Okay, the final version 0.4 of the CGA compatibility tester is here:

http://www.oldskool.org/pc/cgacomp

I updated the webpage to include a link to the reference video, as well as a streaming version. The video doesn't go over every single test, only the most demanding/incompatible ones, but it should be sufficient for those wondering what the "strikethrough" cursor, CGA snow, the horizontal retrace tests, etc. should look like.

I patched it to work on any speed machine, so you can run it on Pentiums if you so desire :) And it no longer requires a mathcoprocessor.

The buggy mouse support will be removed in a future version if I get around to it (it's not my GUI library and I don't want to troubleshoot mouse support if I don't have a mouse on the dev machine).
 
Found a couple more CGA-esque machines:

Amstrad PPC640 (8MHz V30):
This can display on its internal LCD or on a CGA monitor, so I tested on both. It also has a mechanism whereby attempts to reprogram the CRTC cause a non-maskable interrupt and the BIOS gets to tinker with the values written, so it's possible that some tests failed not because of hardware issues but because the BIOS is getting in on the act.
  • Read: 349 KB/s
  • Write: 355 Kb/s
  • Interleaved read: 303 Kb/s
  • Interleaved write: 305 Kb/s
  • Colour tests, obviously, only work on the colour monitor.
  • Different font.
  • Retrace is 44.72Hz for LCD, 60.41Hz for CRT.
  • The 90x30 mode does not work. LCD goes blank, CRT has scrambled display.
  • No interlaced mode
  • The positioning test does nothing.
HP 200LX (6MHz 80186):
(This has an LCD and no apparent provision for an external monitor).
  • Read: 957 KB/s
  • Write: 1168 KB/s
  • Interleaved read: 329 KB/s
  • Interleaved write: 376 KB/s
  • No colour, so couldn't do the colour tests.
  • The dual-line and strikethrough cursors do not appear.
  • Different font.
  • Contrast: Some colour combinations not readable on the LCD, but there's no provision to adjust it.
  • Retrace is 91.09Hz
  • No 90x30 mode, interlace or positioning.
 
That is really fascinating stuff (the clones triggering an NMI for writing to the m6845, and the LCD having a 45Hz refresh)! I'm also surprised the hp palmtop had video memory nearly three times faster than CGA -- yet interleaving memory reads with CPU instructions is almost totally crippling... and a 90Hz (!!) refresh rate? That's insane. Really amazing what you can learn 25+ years after the fact.

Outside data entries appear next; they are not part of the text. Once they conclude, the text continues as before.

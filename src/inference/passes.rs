//! The individual scans. Each one walks the whole template with a single
//! pattern and folds what it finds into the shared [`Accumulator`].

use crate::config::InferConfig;
use crate::expression::expression_variables_with;
use crate::shape::{parse_path, Segment, Shape};
use crate::table::Accumulator;
use indexmap::IndexMap;
use log::{debug, warn};
use once_cell::sync::Lazy;
use regex::Regex;

macro_rules! ident {
    () => {
        r"[a-zA-Z_][a-zA-Z0-9_]*"
    };
}

macro_rules! path {
    () => {
        concat!(ident!(), r"(?:\.", ident!(), r")*")
    };
}

static SET: Lazy<Regex> = Lazy::new(|| {
    Regex::new(concat!(
        r"\{%\s*set\s+(",
        ident!(),
        r")\s*=\s*(",
        path!(),
        r")\s*%\}"
    ))
    .expect("valid regex")
});

static OUTPUT: Lazy<Regex> = Lazy::new(|| {
    Regex::new(concat!(r"\{\{\s*(", path!(), r")(?:\s*\|[^}]+)?\s*\}\}")).expect("valid regex")
});

static FOR: Lazy<Regex> = Lazy::new(|| {
    Regex::new(concat!(
        r"\{%\s*for\s+[a-zA-Z0-9_]+\s+in\s+(",
        ident!(),
        r")\s*%\}"
    ))
    .expect("valid regex")
});

static DICT_FOR: Lazy<Regex> = Lazy::new(|| {
    Regex::new(concat!(
        r"\{%\s*for\s+[a-zA-Z0-9_]+,\s*[a-zA-Z0-9_]+\s+in\s+(",
        ident!(),
        r")\s*\.\s*items\s*\(\s*\)\s*%\}"
    ))
    .expect("valid regex")
});

static CONDITION: Lazy<Regex> =
    Lazy::new(|| Regex::new(r"\{%\s*(?:el)?if\s+([^%]+)\s*%\}").expect("valid regex"));

static INDEXED: Lazy<Regex> = Lazy::new(|| {
    Regex::new(concat!(
        r"\{\{\s*(",
        path!(),
        r")\s*\[\s*([0-9]+)\s*\](?:\s*\|\s*[^}]+)?\s*\}\}"
    ))
    .expect("valid regex")
});

static ITEM_PROPERTY: Lazy<Regex> = Lazy::new(|| {
    Regex::new(concat!(r"\{\{\s*([a-zA-Z0-9_]+)\.(", ident!(), ")")).expect("valid regex")
});

static LOOP_BLOCK: Lazy<Regex> = Lazy::new(|| {
    Regex::new(concat!(
        r"(?s)\{%\s*for\s+([a-zA-Z0-9_]+)\s+in\s+(",
        ident!(),
        r")\s*%\}(.*?)\{%\s*endfor\s*%\}"
    ))
    .expect("valid regex")
});

/// Deeper paths are skipped; shapes are built and serialized recursively.
const MAX_PATH_DEPTH: usize = 64;

fn root_of(path: &str) -> &str {
    path.split('.').next().unwrap_or(path)
}

fn split_path(path: &str) -> Option<Vec<Segment>> {
    match parse_path(path) {
        Some(segments) if segments.len() <= MAX_PATH_DEPTH => Some(segments),
        Some(segments) => {
            warn!("skipping '{}...': {} levels deep", root_of(path), segments.len());
            None
        }
        None => {
            warn!("could not split path '{}'", path);
            None
        }
    }
}

/// Record `path` as a whole: a bare name gets `simple`, a dotted path gets
/// an object root (replacing a scalar when `override_root`) and `leaf` at
/// its end.
fn record_path(
    acc: &mut Accumulator,
    path: &str,
    simple: Shape,
    leaf: Shape,
    override_root: bool,
) {
    let root = root_of(path);
    if !path.contains('.') {
        acc.table.record(root, simple, false);
        return;
    }

    acc.table.record(root, Shape::object(), override_root);
    if let Some(segments) = split_path(path) {
        acc.table.set_path(&segments, leaf);
    }
}

/// `{% set x = source.path %}`: the source is read, `x` is only written.
pub(super) fn assignments(template: &str, config: &InferConfig, acc: &mut Accumulator) {
    for caps in SET.captures_iter(template) {
        let source = &caps[2];
        let root = root_of(source);
        if config.is_excluded(root) {
            continue;
        }

        acc.reference(root);
        record_path(acc, source, Shape::empty(), Shape::empty(), false);
    }
}

/// `{{ path | filters }}`.
pub(super) fn outputs(template: &str, config: &InferConfig, acc: &mut Accumulator) {
    for caps in OUTPUT.captures_iter(template) {
        let path = &caps[1];
        let root = root_of(path);
        if config.is_excluded(root) {
            continue;
        }

        acc.reference(root);
        record_path(acc, path, Shape::empty(), Shape::empty(), true);
    }
}

/// `{% for item in xs %}`: `xs` is a list.
pub(super) fn loops(template: &str, config: &InferConfig, acc: &mut Accumulator) {
    for caps in FOR.captures_iter(template) {
        let name = &caps[1];
        if config.is_excluded(name) {
            continue;
        }

        acc.reference(name);
        let placeholder = Shape::Array(vec![Shape::empty()]);
        match acc.table.get_mut(name) {
            None => acc.table.insert(name, placeholder),
            Some(existing) if existing.is_scalar() => *existing = placeholder,
            Some(_) => {}
        }
    }
}

/// `{% for k, v in xs.items() %}`: `xs` is a mapping.
pub(super) fn dict_loops(template: &str, config: &InferConfig, acc: &mut Accumulator) {
    for caps in DICT_FOR.captures_iter(template) {
        let name = &caps[1];
        if config.is_excluded(name) {
            continue;
        }

        acc.reference(name);
        let sample: IndexMap<String, Shape> = config
            .dict_sample
            .iter()
            .map(|(k, v)| (k.clone(), Shape::String(v.clone())))
            .collect();
        acc.table.record(name, Shape::Object(sample), true);
    }
}

/// `{% if cond %}` and `{% elif cond %}`. Paths tested for truthiness get
/// `true`; a bare name never downgrades an object or array.
pub(super) fn conditions(template: &str, config: &InferConfig, acc: &mut Accumulator) {
    let excluded = |name: &str| config.is_excluded(name);

    for caps in CONDITION.captures_iter(template) {
        for path in expression_variables_with(&caps[1], &excluded) {
            let root = root_of(&path);
            acc.reference(root);

            if path.contains('.') {
                record_path(acc, &path, Shape::flag(), Shape::flag(), true);
            } else if !acc.table.contains(root) {
                acc.table.insert(root, Shape::flag());
            }
        }
    }
}

/// `{{ xs[2] }}` and `{{ obj.xs[0] }}`.
pub(super) fn indexed_access(template: &str, config: &InferConfig, acc: &mut Accumulator) {
    for caps in INDEXED.captures_iter(template) {
        let base = &caps[1];
        let root = root_of(base);
        if config.is_excluded(root) {
            continue;
        }

        acc.reference(root);
        let seed = if base.contains('.') {
            Shape::object()
        } else {
            Shape::array()
        };
        acc.table.record(root, seed, true);

        let index = match caps[2].parse::<usize>() {
            Ok(index) if index <= config.max_array_index => index,
            _ => {
                warn!(
                    "not padding {}[{}]: above limit of {}",
                    base, &caps[2], config.max_array_index
                );
                continue;
            }
        };

        if let Some(mut segments) = split_path(base) {
            segments.push(Segment::Index(index));
            acc.table.set_path(&segments, Shape::empty());
        }
    }
}

/// `{% for item in xs %}...{{ item.prop }}...{% endfor %}`: `xs` holds
/// objects carrying every `prop` seen in the body.
pub(super) fn loop_item_properties(template: &str, config: &InferConfig, acc: &mut Accumulator) {
    for caps in LOOP_BLOCK.captures_iter(template) {
        let item = &caps[1];
        let name = &caps[2];
        let body = &caps[3];
        if config.is_excluded(name) {
            continue;
        }

        acc.reference(name);

        let mut fields = IndexMap::new();
        for prop in ITEM_PROPERTY.captures_iter(body) {
            if &prop[1] == item {
                fields.entry(prop[2].to_string()).or_insert_with(Shape::empty);
            }
        }
        if fields.is_empty() {
            continue;
        }

        debug!("{}: loop items carry {:?}", name, fields.keys().collect::<Vec<_>>());
        let element = Shape::Object(fields);
        let sample = Shape::Array(vec![element.clone(), element]);
        match acc.table.get_mut(name) {
            None => acc.table.insert(name, sample),
            Some(existing) if existing.is_scalar() || existing.is_structureless_array() => {
                *existing = sample
            }
            Some(_) => {}
        }
    }
}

Now I'm thinking it's time for me to pull out my GRiD 1520 (internal LCD) and my AT&T PC 6300 (used 25KHz horiz. 400-line mode) to see what they do...
 
That is really fascinating stuff (the clones triggering an NMI for writing to the m6845, and the LCD having a 45Hz refresh)! I'm also surprised the hp palmtop had video memory nearly three times faster than CGA -- yet interleaving memory reads with CPU instructions is almost totally crippling... and a 90Hz (!!) refresh rate? That's insane. Really amazing what you can learn 25+ years after the fact.
With its 8086 running at 9.54 MHz, my Tandy 1000RL scored block read 761 kb/s, block write 1006 kb/s, interleaved read 360 kb/s, and block write 362 kb/s. Setting the onboard 16-bit video to either 0 or 1 wait state(s) did not change these scores. As you'd expect from a member of the Tandy 1000 family, it system RAM for the video (it has 768K RAM installed: 640K for DOS and 128K for video).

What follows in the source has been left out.